Al amanecer continuaba el temporal, pero más flojo. Disminuyó la fuerza del viento, y el mar se puso llano, desapareciendo las nubes de polvo, en parte arrastradas por la enorme cantidad de tierra que descargaron.
"Los campos quedaron cubiertos de polvo... Y, como los males de esta tierra nunca venían solos, arrastrados por las corrientes marinas, la orillas se inundaron de grandes bardos de cigarrones berberiscos, en su mayoría muertos.
Aquello debió parecerle a don Domingo un azote bíblico. Se decía que si no llovía pronto, los árboles y las cosechas se verían seriamente afectados, perdidas las papas y los tomates que ya empezaban a experimentarse por las fincas del interior.
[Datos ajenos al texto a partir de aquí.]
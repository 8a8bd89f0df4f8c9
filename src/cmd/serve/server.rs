// Copyright 2025 Fernando Borretti
//
// Licensed under the Apache License, Version 2.0 (the "License");
// you may not use this file except in compliance with the License.
// You may obtain a copy of the License at
//
//     http://www.apache.org/licenses/LICENSE-2.0
//
// Unless required by applicable law or agreed to in writing, software
// distributed under the License is distributed on an "AS IS" BASIS,
// WITHOUT WARRANTIES OR CONDITIONS OF ANY KIND, either express or implied.
// See the License for the specific language governing permissions and
// limitations under the License.

use axum::Form;
use axum::Json;
use axum::Router;
use axum::extract::Query;
use axum::http::HeaderName;
use axum::http::StatusCode;
use axum::http::header::CACHE_CONTROL;
use axum::http::header::CONTENT_TYPE;
use axum::response::Html;
use axum::response::IntoResponse;
use axum::response::Response;
use axum::routing::get;
use axum::routing::post;
use contagem_core::error::Fallible;
use contagem_core::instance::ClientInstance;
use contagem_core::instance::generate;
use contagem_core::instance::grade;
use serde::Deserialize;
use serde::Serialize;
use tokio::net::TcpListener;
use tokio::signal;

use crate::cmd::serve::template::answer_page;
use crate::cmd::serve::template::quiz_page;
use crate::utils::CACHE_CONTROL_IMMUTABLE;
use crate::utils::clock_seed;

/// Activity title, shown on the practice page and in payload metadata.
pub const TITULO: &str = "Contagem de bits";

pub struct ServerConfig {
    pub host: String,
    pub port: u16,
}

pub async fn start_server(config: ServerConfig) -> Fallible<()> {
    let app = Router::new();
    let app = app.route("/", get(get_handler));
    let app = app.route("/", post(post_handler));
    let app = app.route("/api/instance", get(instance_handler));
    let app = app.route("/api/answer", post(answer_handler));
    let app = app.route("/style.css", get(style_handler));
    let app = app.fallback(not_found_handler);
    let bind = format!("{}:{}", config.host, config.port);

    // Start the server with graceful shutdown on Ctrl+C.
    log::debug!("Starting server on {bind}");
    let listener = TcpListener::bind(bind).await?;
    axum::serve(listener, app)
        .with_graceful_shutdown(shutdown_signal())
        .await?;
    Ok(())
}

#[derive(Deserialize)]
struct InstanceParams {
    /// Optional seed for deterministic replay; wraps to 32 bits.
    seed: Option<i64>,
}

#[derive(Serialize)]
struct Meta {
    titulo: &'static str,
}

#[derive(Serialize)]
struct InstanceResponse {
    meta: Meta,
    instance: ClientInstance,
}

async fn instance_handler(Query(params): Query<InstanceParams>) -> Response {
    let seed: u32 = match params.seed {
        Some(seed) => seed as u32,
        None => clock_seed(),
    };
    match generate(seed) {
        Ok(instance) => Json(InstanceResponse {
            meta: Meta { titulo: TITULO },
            // The client payload never carries the correctness flags.
            instance: instance.redact(),
        })
        .into_response(),
        Err(e) => {
            log::error!("Instance generation failed: {e}");
            (StatusCode::INTERNAL_SERVER_ERROR, "Internal Server Error").into_response()
        }
    }
}

#[derive(Deserialize)]
struct AnswerBody {
    seed: i64,
    id: String,
}

#[derive(Serialize)]
struct Verdict {
    correct: bool,
}

async fn answer_handler(Json(body): Json<AnswerBody>) -> Response {
    // Grading re-derives the instance from the seed; the client's view of
    // which alternative is correct is never consulted.
    let instance = match generate(body.seed as u32) {
        Ok(instance) => instance,
        Err(e) => {
            log::error!("Instance generation failed: {e}");
            return (StatusCode::INTERNAL_SERVER_ERROR, "Internal Server Error").into_response();
        }
    };
    match instance.alternatives.iter().find(|alt| alt.id == body.id) {
        Some(alt) => Json(Verdict {
            correct: alt.correct,
        })
        .into_response(),
        None => (
            StatusCode::UNPROCESSABLE_ENTITY,
            format!("unknown alternative id: '{}'.", body.id),
        )
            .into_response(),
    }
}

async fn get_handler() -> Response {
    let seed = clock_seed();
    match generate(seed) {
        Ok(instance) => Html(quiz_page(&instance.redact()).into_string()).into_response(),
        Err(e) => {
            log::error!("Instance generation failed: {e}");
            (StatusCode::INTERNAL_SERVER_ERROR, "Internal Server Error").into_response()
        }
    }
}

#[derive(Deserialize)]
struct AnswerForm {
    seed: i64,
    alternative: String,
}

async fn post_handler(Form(form): Form<AnswerForm>) -> Response {
    match grade(form.seed as u32, &form.alternative) {
        Ok(correct) => Html(answer_page(correct).into_string()).into_response(),
        Err(e) => (StatusCode::UNPROCESSABLE_ENTITY, e.to_string()).into_response(),
    }
}

async fn style_handler() -> (StatusCode, [(HeaderName, &'static str); 2], &'static [u8]) {
    let bytes = include_bytes!("style.css");
    (
        StatusCode::OK,
        [
            (CONTENT_TYPE, "text/css"),
            (CACHE_CONTROL, CACHE_CONTROL_IMMUTABLE),
        ],
        bytes,
    )
}

async fn not_found_handler() -> (StatusCode, Html<String>) {
    (StatusCode::NOT_FOUND, Html("Not Found".to_string()))
}

async fn shutdown_signal() {
    signal::ctrl_c()
        .await
        .expect("failed to install Ctrl+C handler");
    log::debug!("Received Ctrl+C, shutting down gracefully");
}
Que cerca estamos de África -concluyó- mientras leía la prensa de la época tras las ventanas del Casino El Porvenir: Los buques de vela que fueron sorprendidos por el temporal en los puertos y playas de Fuerteventura, corrieron hacia la Isla de Lobos que, como suele ser habitual, constituye en estos tiempos un excelente abrigo. Porque se perdieron algunos barcos como el pailebot "El Rosario", a la entrada de Puerto Naos...
En Puerto de Cabras los barquillos se arrastraron calle León y Castillo arriba para resguardarlos porque las olas barrieron un muelle chico ya maltrecho y el mar circuló por las calles aledañas a la explanada, adentrándose por el Barranco Pilón que, por unos instantes se tornaba río de aguas turbulentas.